2. Studying the scriptures helps us choose the right. The other day I was reading in the Book of Mormon in 3 Nephi chapter 12. Verse 42 says, "Give to him that asketh thee, and from him that would borrow of the turn thou no away". It made me think of a RS lesson I sat in on a while back about helping the needy and how I when I see "beggars" I often excuse myself from helping because I don't usually carry much cash, but that I know in my heart its also because sometimes I'm judging them as scammers trying to make a quick buck, or people who will spend it on boos or drugs, but even deeper inside I know that I should not judge and should give more freely. I'm not saying we have to give money to every panhandler that we see, but it did make me think about where my heart is when it comes to giving and lending to those who ASK (notice the Scripture says ask, not need). Well, today I had all my kids in the car and was driving to meet Brea and Dot at a park in Salt Lake. We came to an intersection and the light was turning red. I saw a guy holding a sign at the corner saying, "Traveling broke & hungry". I needed to turn and there were two turn lanes. There were two cars in front of me stopped and I noticed all of us chose the lane furthest from this man. The scripture I'd been reading came into my head, and then I remembered I actually had a couple dollar bills in my wallet. I quickly pulled them out and pulled into the lane next to him. I rolled down my window and waved it at him. As he came to take it from my I saw a cigarette in his other hand, but reminded myself it is not my place to judge. He said "thank you sister", my light turned green and I rolled up my window and drove away. I FELT AWESOME!!! And I'm not sharing this or saying I felt good because wow- look at me I did a good thing, but it simply felt right and good. The boys who'd been quiet in the back perked up, "Mom, why did you pay that guy money?" I explained that I wasn't paying him, but just giving it to him. I told him what his sign had said and that I'd felt I should help him out. A couple seconds later Dekker said, "Mom, we're a good family, huh?' "We try to be Dekker". I would have missed out on this teaching moment if I hadn't acted on the prompting I'd received, and I would probably not have been prepared to receive the prompting had I not been reading my scriptures.
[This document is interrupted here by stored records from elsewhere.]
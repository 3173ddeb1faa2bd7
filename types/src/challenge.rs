//! Challenges raised by verifiers and lemmas extracted from validated nodes.

use std::fmt;

use chrono::{DateTime, Utc};
use serde::de::Error as _;
use serde::{Deserialize, Serialize};
use thiserror::Error;

use crate::{ChallengeSeverity, ChallengeStatus, ChallengeTarget, NodeId, NonEmptyString};

/// Challenge identifier, rendered `ch-<n>` and assigned in ledger order.
#[derive(Debug, Clone, Copy, PartialEq, Eq, Hash, PartialOrd, Ord)]
pub struct ChallengeId(u64);

#[derive(Debug, Clone, PartialEq, Eq, Error)]
#[error("invalid {kind} id '{raw}'")]
pub struct IdParseError {
    kind: &'static str,
    raw: String,
}

impl ChallengeId {
    const PREFIX: &'static str = "ch-";

    #[must_use]
    pub const fn new(ordinal: u64) -> Self {
        Self(ordinal)
    }

    #[must_use]
    pub const fn ordinal(self) -> u64 {
        self.0
    }

    pub fn parse(raw: &str) -> Result<Self, IdParseError> {
        parse_prefixed(raw, Self::PREFIX, "challenge").map(Self)
    }
}

impl fmt::Display for ChallengeId {
    fn fmt(&self, f: &mut fmt::Formatter<'_>) -> fmt::Result {
        write!(f, "{}{}", Self::PREFIX, self.0)
    }
}

fn parse_prefixed(raw: &str, prefix: &str, kind: &'static str) -> Result<u64, IdParseError> {
    raw.strip_prefix(prefix)
        .filter(|digits| !digits.is_empty() && digits.bytes().all(|b| b.is_ascii_digit()))
        .and_then(|digits| digits.parse().ok())
        .ok_or_else(|| IdParseError {
            kind,
            raw: raw.to_owned(),
        })
}

#[derive(Debug, Clone, PartialEq, Eq, Serialize, Deserialize)]
pub struct Challenge {
    pub id: ChallengeId,
    pub node_id: NodeId,
    pub target: ChallengeTarget,
    pub reason: String,
    pub severity: ChallengeSeverity,
    /// Whether the severity blocked acceptance under the config in force
    /// when the challenge was raised. Fixed at raise time.
    pub blocking: bool,
    pub status: ChallengeStatus,
    #[serde(default)]
    pub resolution: Option<NonEmptyString>,
    pub raised_by: String,
    pub raised_at: DateTime<Utc>,
}

impl Challenge {
    #[must_use]
    pub fn is_open(&self) -> bool {
        self.status == ChallengeStatus::Open
    }

    /// Open and blocking.
    #[must_use]
    pub fn blocks(&self) -> bool {
        self.blocking && self.is_open()
    }
}

/// Lemma identifier, rendered `L-<n>`.
#[derive(Debug, Clone, Copy, PartialEq, Eq, Hash, PartialOrd, Ord)]
pub struct LemmaId(u64);

impl LemmaId {
    const PREFIX: &'static str = "L-";

    #[must_use]
    pub const fn new(ordinal: u64) -> Self {
        Self(ordinal)
    }

    #[must_use]
    pub const fn ordinal(self) -> u64 {
        self.0
    }

    pub fn parse(raw: &str) -> Result<Self, IdParseError> {
        parse_prefixed(raw, Self::PREFIX, "lemma").map(Self)
    }
}

impl fmt::Display for LemmaId {
    fn fmt(&self, f: &mut fmt::Formatter<'_>) -> fmt::Result {
        write!(f, "{}{}", Self::PREFIX, self.0)
    }
}

macro_rules! string_serde {
    ($name:ident) => {
        impl Serialize for $name {
            fn serialize<S>(&self, serializer: S) -> Result<S::Ok, S::Error>
            where
                S: serde::Serializer,
            {
                serializer.collect_str(self)
            }
        }

        impl<'de> Deserialize<'de> for $name {
            fn deserialize<D>(deserializer: D) -> Result<Self, D::Error>
            where
                D: serde::Deserializer<'de>,
            {
                let raw = String::deserialize(deserializer)?;
                Self::parse(&raw).map_err(D::Error::custom)
            }
        }
    };
}

string_serde!(ChallengeId);
string_serde!(LemmaId);

/// A validated node's statement lifted out for reuse.
#[derive(Debug, Clone, PartialEq, Eq, Serialize, Deserialize)]
pub struct Lemma {
    pub id: LemmaId,
    pub source: NodeId,
    pub statement: String,
    /// Content hash of the source node at extraction time.
    pub source_hash: String,
    pub extracted_by: String,
}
3. I'm kind of a big deal :) In January we had a nasty flu bug go 'round our house and when it hit me it hit me hard. I was out of commission for a couple days, and at half pace for about a week. Then at my first YW activity (walley-ball at the rec center) I sprained my ankle REALLY bad. I couldn't even walk on it for two days and was hobbling for three weeks! Jake had to work from home and help out a lot more in the mornings and evenings for a while. Josh also stepped up to be more independent and helpful where he could. Even with their help the house was not running like it usually does. It's not something I want to go through again- but it made me so thankful for the things that I am able to do so easily most of the time, and it was nice that all of us realized more just how important I am. (I'm also glad we recently started a life insurance policy for me, and not just Jake).